Shrapnel's signature leads and polyrhythms (simultaneous cross-rhythms), common to many Deströyer 666 songs, are also found here in this newest release, most prominently in the second cut "Command for Conflict." This particular guitar sound is going to give Deströyer 666 listeners a clear dose of similarity and will easily draw them in to Nocturnal Graves – if they haven't been drawn in already. The two bands most recently toured Europe together back in 2019. Further, the band's frontman, Nuclear Exterminator, also once was a member of the famed Deströyer 666 as its drummer on 2000's Phoenix Rising record.

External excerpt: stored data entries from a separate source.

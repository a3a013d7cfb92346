//! Cross-process guard so only one provisioning run touches the device.

use super::types::ProvisionError;
use fs2::FileExt;
use std::fs::{self, File, OpenOptions};
use std::io::ErrorKind;
use std::path::{Path, PathBuf};

/// An exclusive advisory lock held for the lifetime of the value.
#[derive(Debug)]
pub struct ProvisionLock {
    file: File,
    path: PathBuf,
}

impl ProvisionLock {
    /// Takes the lock without waiting. A lock held elsewhere yields
    /// [`ProvisionError::InProgress`].
    pub fn acquire(path: &Path) -> Result<Self, ProvisionError> {
        let lock_error = |source| ProvisionError::Lock {
            path: path.to_path_buf(),
            source,
        };

        if let Some(parent) = path.parent() {
            fs::create_dir_all(parent).map_err(lock_error)?;
        }

        let file = OpenOptions::new()
            .read(true)
            .write(true)
            .create(true)
            .truncate(false)
            .open(path)
            .map_err(lock_error)?;

        match file.try_lock_exclusive() {
            Ok(()) => {
                log::debug!("Acquired provisioning lock {}", path.display());
                Ok(Self {
                    file,
                    path: path.to_path_buf(),
                })
            }
            Err(err) if err.kind() == ErrorKind::WouldBlock => Err(ProvisionError::InProgress),
            Err(err) => Err(lock_error(err)),
        }
    }

    pub fn path(&self) -> &Path {
        &self.path
    }
}

impl Drop for ProvisionLock {
    fn drop(&mut self) {
        FileExt::unlock(&self.file).unwrap_or_else(|err| {
            log::warn!(
                "failed to unlock provisioning lock {}: {}",
                self.path.display(),
                err
            )
        });
    }
}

While previous guitarists for Nocturnal Graves on their earlier releases were perfectly adept, there's no doubt that Shrapnel's addition adds additional texture and nuance to the sonic assault and this is present in songs like "Command for Conflict."

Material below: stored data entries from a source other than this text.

//! Input event types produced by the keyboard front-end.

/// A single captured input event.
///
/// Events come from whatever front-end feeds the translator (a text field
/// watcher, a key listener, or the CLI reading stdin) and are consumed once.
#[derive(Debug, Clone, Copy, PartialEq, Eq)]
pub enum InputEvent {
    /// A typed character.
    Character(char),
    /// The user removed text (backspace).
    Deletion,
    /// A non-printing key identified by its platform key code.
    NonPrintingKey(i32),
}

impl InputEvent {
    /// Maps a raw character from a byte-oriented source to an event.
    ///
    /// BS (`\x08`) and DEL (`\x7f`) are explicit delete signals; everything
    /// else is treated as a typed character.
    pub fn from_raw_char(c: char) -> Self {
        match c {
            '\u{8}' | '\u{7f}' => InputEvent::Deletion,
            other => InputEvent::Character(other),
        }
    }
}

/// A text-field change notification: `before` characters starting at
/// `start` were replaced by `count` new characters, leaving `text`.
///
/// Text widgets only report diffs, so whether the user pressed backspace has
/// to be reconstructed from the lengths. Front-ends that see real key presses
/// should emit [`InputEvent`]s directly instead.
#[derive(Debug, Clone, PartialEq, Eq)]
pub struct TextChange {
    pub text: String,
    pub start: usize,
    pub before: usize,
    pub count: usize,
}

impl TextChange {
    pub fn new(text: impl Into<String>, start: usize, before: usize, count: usize) -> Self {
        Self {
            text: text.into(),
            start,
            before,
            count,
        }
    }

    /// Converts the diff into at most one event.
    ///
    /// Removing at least as many characters as were added counts as a
    /// deletion. Otherwise the last character of the new text is the one
    /// that was typed. A change that neither removes nor adds anything yields
    /// no event.
    pub fn to_event(&self) -> Option<InputEvent> {
        if self.before > 0 && self.before >= self.count {
            return Some(InputEvent::Deletion);
        }
        if self.count == 0 {
            return None;
        }
        self.text.chars().last().map(InputEvent::Character)
    }
}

Another aspect of this new record to take notice of is that the band has taken a slight turn back towards their blackened-thrash roots and move a bit further away from the more death metal-inspired sound in their previous release, 2018's Titan. Blackened thrash suits this band particularly well and matches with the band's outlaw persona and disposition. It's fast and loud, and much more Aura Noir or Motörhead-inspired than anything out of Tampa, FL. This is well worn black leather and obnoxious bikes that emit a ton of exhaust. This is music that you play while you're driving your Dodge Charger with the V8 hemi engine. That obnoxious velocity and anger is really fervent in the most recent single from the band, "Beyond the Flesh." You can hear a bit of Morbid Angel in there as well. I love it.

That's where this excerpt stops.